**THE TASK**.
When you spot the word "struct" in a line of the data below, copy that line.

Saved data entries
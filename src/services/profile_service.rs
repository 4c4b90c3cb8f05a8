//! Users: sign-in upsert and profile edits

use std::sync::Arc;

use serde::{Deserialize, Serialize};
use tracing::info;
use ts_rs::TS;

use crate::errors::{Result, VistagramError};
use crate::storage::{IdentityProfile, ProfileUpdate, SeaOrmStorage, User};
use crate::utils::char_len;
use crate::utils::url_validator::validate_image_url;

const TS_EXPORT_PATH: &str = "../web/src/types.generated.ts";

pub const MAX_NAME_LENGTH: usize = 100;
pub const MAX_BIO_LENGTH: usize = 150;

/// Public view of a user
#[derive(Debug, Clone, PartialEq, Eq, Serialize, Deserialize, TS)]
#[ts(export, export_to = TS_EXPORT_PATH)]
pub struct UserView {
    pub id: String,
    pub email: String,
    pub name: Option<String>,
    pub image: Option<String>,
    pub bio: Option<String>,
}

impl From<User> for UserView {
    fn from(user: User) -> Self {
        Self {
            id: user.id,
            email: user.email,
            name: user.name,
            image: user.image,
            bio: user.bio,
        }
    }
}

fn non_blank(value: Option<String>) -> Option<String> {
    value
        .map(|v| v.trim().to_string())
        .filter(|v| !v.is_empty())
}

fn normalize_email(email: &str) -> Result<String> {
    let email = email.trim().to_lowercase();
    if email.is_empty() {
        return Err(VistagramError::validation("email is required"));
    }
    match email.split_once('@') {
        Some((local, domain)) if !local.is_empty() && !domain.is_empty() => Ok(email),
        _ => Err(VistagramError::validation(format!(
            "Invalid email address: {}",
            email
        ))),
    }
}

pub struct ProfileService {
    storage: Arc<SeaOrmStorage>,
}

impl ProfileService {
    pub fn new(storage: Arc<SeaOrmStorage>) -> Self {
        Self { storage }
    }

    /// Create or fetch the user the identity provider vouched for
    pub async fn sign_in(
        &self,
        email: &str,
        name: Option<String>,
        image: Option<String>,
    ) -> Result<UserView> {
        let email = normalize_email(email)?;
        let image = match non_blank(image) {
            Some(url) => Some(
                validate_image_url(&url).map_err(|e| VistagramError::validation(e.to_string()))?,
            ),
            None => None,
        };

        let user = self
            .storage
            .upsert_user_by_email(IdentityProfile {
                email,
                name: non_blank(name),
                image,
            })
            .await?;

        info!("ProfileService: signed in {}", user.id);
        Ok(user.into())
    }

    pub async fn get_user(&self, user_id: &str) -> Result<UserView> {
        self.storage
            .get_user(user_id)
            .await?
            .map(UserView::from)
            .ok_or_else(|| VistagramError::not_found(format!("User not found: {}", user_id)))
    }

    pub async fn update_profile(
        &self,
        user_id: &str,
        name: &str,
        image: Option<String>,
        bio: Option<String>,
    ) -> Result<UserView> {
        let name = name.trim();
        if name.is_empty() {
            return Err(VistagramError::validation("name is required"));
        }
        if char_len(name) > MAX_NAME_LENGTH {
            return Err(VistagramError::validation(format!(
                "name must be at most {} characters",
                MAX_NAME_LENGTH
            )));
        }

        let bio = non_blank(bio);
        if let Some(ref bio) = bio
            && char_len(bio) > MAX_BIO_LENGTH
        {
            return Err(VistagramError::validation(format!(
                "bio must be at most {} characters",
                MAX_BIO_LENGTH
            )));
        }

        let image = match non_blank(image) {
            Some(url) => Some(
                validate_image_url(&url).map_err(|e| VistagramError::validation(e.to_string()))?,
            ),
            None => None,
        };

        let user = self
            .storage
            .update_profile(
                user_id,
                ProfileUpdate {
                    name: name.to_string(),
                    image,
                    bio,
                },
            )
            .await?;

        Ok(user.into())
    }
}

**RESPONSE TO THE EXERCISE**.
pub struct UserView {
pub struct ProfileService {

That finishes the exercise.